▶ [EXERCISE] The full data, repeated exactly, is the only answer needed.

▶ [Records excerpted from a collection]
══════════════════════════════
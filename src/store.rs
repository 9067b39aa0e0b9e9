//! Durable storage of the lease table.
//!
//! The directory only talks to the [`LeaseStore`] trait. [`JsonFileStore`]
//! is the stock implementation and writes the table as pretty-printed JSON:
//!
//! ```json
//! {
//!   "version": 1,
//!   "leases": [
//!     {
//!       "address": "192.168.1.100",
//!       "expiry": "2026-01-01T00:00:00Z",
//!       "hostname": "laptop",
//!       "hardware_address": "aa:bb:cc:dd:ee:ff",
//!       "is_static": false
//!     }
//!   ]
//! }
//! ```
//!
//! `expiry` is omitted for static leases.

use std::fmt::Debug;
use std::net::IpAddr;
use std::path::{Path, PathBuf};

use async_trait::async_trait;
use chrono::{DateTime, Utc};
use serde::{Deserialize, Serialize};
use tokio::sync::Mutex;

use crate::error::{Error, Result};
use crate::hwaddr::HardwareAddr;
use crate::lease::Lease;

/// Current on-disk format version.
const LEASES_FILE_VERSION: u32 = 1;

/// Persistence backend for the lease directory.
///
/// `save` receives the full table each time and must replace whatever was
/// stored before.
#[async_trait]
pub trait LeaseStore: Send + Sync + Debug {
    async fn load(&self) -> Result<Vec<Lease>>;

    async fn save(&self, leases: &[Lease]) -> Result<()>;
}

#[derive(Debug, Serialize, Deserialize)]
struct StoredLease {
    address: IpAddr,
    #[serde(default, skip_serializing_if = "Option::is_none")]
    expiry: Option<DateTime<Utc>>,
    hostname: String,
    hardware_address: HardwareAddr,
    #[serde(default)]
    is_static: bool,
}

impl From<&Lease> for StoredLease {
    fn from(lease: &Lease) -> Self {
        Self {
            address: lease.ip,
            expiry: (!lease.is_static).then_some(lease.expiry),
            hostname: lease.hostname.clone(),
            hardware_address: lease.hw_addr.clone(),
            is_static: lease.is_static,
        }
    }
}

impl TryFrom<StoredLease> for Lease {
    type Error = Error;

    fn try_from(stored: StoredLease) -> Result<Self> {
        if stored.is_static {
            return Ok(Lease::new_static(
                stored.address,
                stored.hardware_address,
                stored.hostname,
            ));
        }

        let expiry = stored.expiry.ok_or_else(|| {
            Error::InvalidLease(format!(
                "dynamic lease for {} has no expiry",
                stored.address
            ))
        })?;

        Ok(Lease::new_dynamic(
            stored.address,
            stored.hardware_address,
            stored.hostname,
            expiry,
        ))
    }
}

#[derive(Debug, Serialize, Deserialize)]
struct LeasesFile {
    version: u32,
    leases: Vec<StoredLease>,
}

/// Stores the lease table in a JSON file.
#[derive(Debug)]
pub struct JsonFileStore {
    path: PathBuf,
    /// Mutex to prevent concurrent file writes.
    save_lock: Mutex<()>,
}

impl JsonFileStore {
    pub fn new<P: AsRef<Path>>(path: P) -> Self {
        Self {
            path: path.as_ref().to_path_buf(),
            save_lock: Mutex::new(()),
        }
    }

    pub fn path(&self) -> &Path {
        &self.path
    }
}

#[async_trait]
impl LeaseStore for JsonFileStore {
    async fn load(&self) -> Result<Vec<Lease>> {
        if !self.path.exists() {
            return Ok(Vec::new());
        }

        let content = tokio::fs::read_to_string(&self.path).await?;
        let file: LeasesFile = serde_json::from_str(&content)?;
        if file.version != LEASES_FILE_VERSION {
            return Err(Error::InvalidLease(format!(
                "unsupported leases file version {} in {}",
                file.version,
                self.path.display()
            )));
        }

        file.leases.into_iter().map(Lease::try_from).collect()
    }

    async fn save(&self, leases: &[Lease]) -> Result<()> {
        let file = LeasesFile {
            version: LEASES_FILE_VERSION,
            leases: leases.iter().map(StoredLease::from).collect(),
        };
        let content = serde_json::to_string_pretty(&file)?;

        let _lock = self.save_lock.lock().await;
        let temp_path = self.path.with_extension("json.tmp");
        tokio::fs::write(&temp_path, content).await?;
        tokio::fs::rename(&temp_path, &self.path).await?;
        Ok(())
    }
}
══════════════════════════════
▶ [SOLUTION TO THIS PROBLEM]
filename src/store.rs
repository 9067b39aa0e0b9e9
//! Durable storage of the lease table.
//!
//! The directory only talks to the [`LeaseStore`] trait. [`JsonFileStore`]
//! is the stock implementation and writes the table as pretty-printed JSON:
//!
//! ```json
//! {
//!   "version": 1,
//!   "leases": [
//!     {
//!       "address": "192.168.1.100",
//!       "expiry": "2026-01-01T00:00:00Z",
//!       "hostname": "laptop",
//!       "hardware_address": "aa:bb:cc:dd:ee:ff",
//!       "is_static": false
//!     }
//!   ]
//! }
//! ```
//!
//! `expiry` is omitted for static leases.

use std::fmt::Debug;
use std::net::IpAddr;
use std::path::{Path, PathBuf};

use async_trait::async_trait;
use chrono::{DateTime, Utc};
use serde::{Deserialize, Serialize};
use tokio::sync::Mutex;

use crate::error::{Error, Result};
use crate::hwaddr::HardwareAddr;
use crate::lease::Lease;

/// Current on-disk format version.
const LEASES_FILE_VERSION: u32 = 1;

/// Persistence backend for the lease directory.
///
/// `save` receives the full table each time and must replace whatever was
/// stored before.
#[async_trait]
pub trait LeaseStore: Send + Sync + Debug {
    async fn load(&self) -> Result<Vec<Lease>>;

    async fn save(&self, leases: &[Lease]) -> Result<()>;
}

#[derive(Debug, Serialize, Deserialize)]
struct StoredLease {
    address: IpAddr,
    #[serde(default, skip_serializing_if = "Option::is_none")]
    expiry: Option<DateTime<Utc>>,
    hostname: String,
    hardware_address: HardwareAddr,
    #[serde(default)]
    is_static: bool,
}

impl From<&Lease> for StoredLease {
    fn from(lease: &Lease) -> Self {
        Self {
            address: lease.ip,
            expiry: (!lease.is_static).then_some(lease.expiry),
            hostname: lease.hostname.clone(),
            hardware_address: lease.hw_addr.clone(),
            is_static: lease.is_static,
        }
    }
}

impl TryFrom<StoredLease> for Lease {
    type Error = Error;

    fn try_from(stored: StoredLease) -> Result<Self> {
        if stored.is_static {
            return Ok(Lease::new_static(
                stored.address,
                stored.hardware_address,
                stored.hostname,
            ));
        }

        let expiry = stored.expiry.ok_or_else(|| {
            Error::InvalidLease(format!(
                "dynamic lease for {} has no expiry",
                stored.address
            ))
        })?;

        Ok(Lease::new_dynamic(
            stored.address,
            stored.hardware_address,
            stored.hostname,
            expiry,
        ))
    }
}

#[derive(Debug, Serialize, Deserialize)]
struct LeasesFile {
    version: u32,
    leases: Vec<StoredLease>,
}

/// Stores the lease table in a JSON file.
#[derive(Debug)]
pub struct JsonFileStore {
    path: PathBuf,
    /// Mutex to prevent concurrent file writes.
    save_lock: Mutex<()>,
}

impl JsonFileStore {
    pub fn new<P: AsRef<Path>>(path: P) -> Self {
        Self {
            path: path.as_ref().to_path_buf(),
            save_lock: Mutex::new(()),
        }
    }

    pub fn path(&self) -> &Path {
        &self.path
    }
}

#[async_trait]
impl LeaseStore for JsonFileStore {
    async fn load(&self) -> Result<Vec<Lease>> {
        if !self.path.exists() {
            return Ok(Vec::new());
        }

        let content = tokio::fs::read_to_string(&self.path).await?;
        let file: LeasesFile = serde_json::from_str(&content)?;
        if file.version != LEASES_FILE_VERSION {
            return Err(Error::InvalidLease(format!(
                "unsupported leases file version {} in {}",
                file.version,
                self.path.display()
            )));
        }

        file.leases.into_iter().map(Lease::try_from).collect()
    }

    async fn save(&self, leases: &[Lease]) -> Result<()> {
        let file = LeasesFile {
            version: LEASES_FILE_VERSION,
            leases: leases.iter().map(StoredLease::from).collect(),
        };
        let content = serde_json::to_string_pretty(&file)?;

        let _lock = self.save_lock.lock().await;
        let temp_path = self.path.with_extension("json.tmp");
        tokio::fs::write(&temp_path, content).await?;
        tokio::fs::rename(&temp_path, &self.path).await?;
        Ok(())
    }
}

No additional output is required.